The Sun is the most-read newspaper in Kentucky's Jackson Purchase region. The newspaper's combined online and print subscriptions total 24,768 on weekdays, 23,455 on Saturdays, and 26,833 on Sundays, according to the Audit Bureau of Circulation's last official audit, taken on March 31, 2008.

==History==
According to the Historic Downtown Paducah special section of the Sun published June 28, 2002, the newspaper traces it roots to 1896, when a group of investors headed by Frank M. Fisher launched The Evening Sun by buying the assets of the failing Paducah Standard at 214 Broadway. The cost was $8,900, and the men started with $10,000 capital. The newspaper did not make a profit until 1918. In 1929, Paxton's son, Edwin J. Paxton, who had taken over as editor, bought out the rival News-Democrat. After the merger, the newspaper became The Sun-Democrat, and operations were moved to the current location at 408 Kentucky Avenue in 1934. The name changed to The Paducah Sun in 1978 at the request of Jack Paxton, editor at the time and grandson of Edwin J. Paxton.

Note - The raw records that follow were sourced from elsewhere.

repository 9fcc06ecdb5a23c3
pub mod input;
pub mod output;

pub use input::*;
pub use output::*;
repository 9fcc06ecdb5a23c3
use std::path::Path;

use anyhow::{Context, Result};
use chrono::{DateTime, Utc};
use serde::Serialize;

use crate::models::{stage_label, FileSummary, StageDetails};

/// Machine-readable dashboard export
#[derive(Debug, Clone, Serialize)]
pub struct DashboardExport {
    /// When the export was generated
    pub generated_at: DateTime<Utc>,
    /// Normalized summaries in backend order
    pub files: Vec<FileSummary>,
}

impl DashboardExport {
    pub fn new(files: Vec<FileSummary>) -> Self {
        Self {
            generated_at: Utc::now(),
            files,
        }
    }

    /// Write to a JSON file
    pub fn write_json(&self, path: &Path) -> Result<()> {
        let file = std::fs::File::create(path)
            .with_context(|| format!("Failed to create file: {:?}", path))?;
        serde_json::to_writer_pretty(file, self).context("Failed to write JSON")?;
        Ok(())
    }
}

/// Format the dashboard list view: one line per file in backend order.
pub fn format_file_list(summaries: &[FileSummary]) -> String {
    let mut output = String::new();

    output.push_str(&format!("Receipts ({})\n", summaries.len()));
    output.push_str("--------------------\n");

    for summary in summaries {
        let receipt_type = summary.receipt_type.as_deref().unwrap_or("-");
        let employee = summary
            .employee_name
            .as_deref()
            .or(summary.employee_id.as_deref())
            .unwrap_or("-");
        let email = if summary.email_sent { "sent" } else { "pending" };

        output.push_str(&format!(
            "{}  [{}/6 {}]  {}  {}  email: {}\n",
            summary.id,
            summary.current_stage,
            stage_label(summary.current_stage),
            receipt_type,
            employee,
            email
        ));
    }

    output
}

/// Format the detail view for one file, with the stage-specific templates
/// for classification, extraction, prompt and action entries.
pub fn format_file_detail(summary: &FileSummary) -> String {
    let mut output = String::new();

    output.push_str(&format!("Receipt {}\n", summary.id));
    output.push_str("====================\n");
    output.push_str(&format!(
        "Current stage: {}/6 ({})\n",
        summary.current_stage,
        stage_label(summary.current_stage)
    ));

    if let Some(employee_id) = &summary.employee_id {
        output.push_str(&format!("Employee id: {}\n", employee_id));
    }
    if let Some(name) = &summary.employee_name {
        output.push_str(&format!("Employee: {}\n", name));
    }
    if let Some(email) = &summary.employee_email {
        output.push_str(&format!("Email: {}\n", email));
    }
    if let Some(level) = &summary.employee_level {
        output.push_str(&format!("Level: {}\n", level));
    }
    if let Some(expenses) = summary.current_expenses {
        output.push_str(&format!("Current expenses: {:.2}\n", expenses));
    }

    if summary.email_sent {
        output.push('\n');
        output.push_str("Notification email: sent\n");
        if let Some(subject) = &summary.email_subject {
            output.push_str(&format!("  Subject: {}\n", subject));
        }
        if let Some(content) = &summary.email_content {
            output.push_str(&format!("  {}\n", content));
        }
    }

    if let Some(update) = &summary.expense_update {
        output.push('\n');
        output.push_str(&format!(
            "Ledger update: {:.2} -> {:.2} ({:+.2})\n",
            update.from, update.to, update.difference
        ));
    }

    output.push('\n');
    output.push_str("Stages\n");
    output.push_str("------\n");

    for entry in &summary.stages {
        let sub = entry
            .sub_stage
            .map(|s| format!(".{}", s))
            .unwrap_or_default();
        let name = entry
            .name
            .as_deref()
            .unwrap_or(stage_label(entry.stage_number));
        output.push_str(&format!("[{}{}] {}\n", entry.stage_number, sub, name));
        output.push_str(&format_stage_details(&entry.details));
    }

    output
}

fn format_stage_details(details: &StageDetails) -> String {
    let mut output = String::new();

    match details {
        StageDetails::Classification { receipt_type } => {
            if let Some(receipt_type) = receipt_type {
                output.push_str(&format!("    classified as: {}\n", receipt_type));
            }
        }
        StageDetails::Extraction { extracted_content } => {
            if let Some(text) = extracted_content {
                output.push_str(&format!("    extracted text: {}\n", text));
            }
        }
        StageDetails::Prompt { system_prompt } => {
            if let Some(prompt) = system_prompt {
                output.push_str(&format!("    prompt: {}\n", prompt));
            }
        }
        StageDetails::Action {
            reasoning, tool, ..
        } => {
            if let Some(tool) = tool {
                output.push_str(&format!("    tool: {}\n", tool));
            }
            if let Some(reasoning) = reasoning {
                output.push_str(&format!("    reasoning: {}\n", reasoning));
            }
        }
        // Intake images render in the list header, not inline
        StageDetails::Intake { .. } | StageDetails::Other => {}
    }

    output
}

In April 2008, The Paducah Sun printed the first newspapers on its new press. Completed in December 2007, the new building is a $10.7 million facility in downtown Paducah. It is a 26000 sqft high-tech production building housing the new press with the entire southwest wall made of glass. The paper prints around midnight and is viewable to passersby.

==Operation==
The Paducah Sun, the flagship newspaper of Paxton Media Group, serves western Kentucky, northwestern Tennessee, and southern Illinois, providing the most complete local news and sports coverage for the 17-county region. The Sun also offers additional publications, such as the quarterly Posh magazine, and monthly editions of House Call and the Four Rivers Business Journal, to meet the eclectic tastes and interests of its readers.

== Controversy ==
On November 14, 2003, Paducah Sun Editor and Publisher Jim Paxton, then 48, was arrested in Nashville, Tennessee, and charged with driving under the influence of alcohol, possession of a handgun while under the influence, unlawful possession of a weapon and having an open alcoholic-beverage container. These records can be found in the office of the Criminal Court Clerk of Metropolitan Nashville and Davidson County. The Paducah Sun also ran stories about the arrest. Jim Paxton was forced by the Paxton Media Group to take an indefinite leave of absence from his work. He subsequently pleaded guilty to all charges.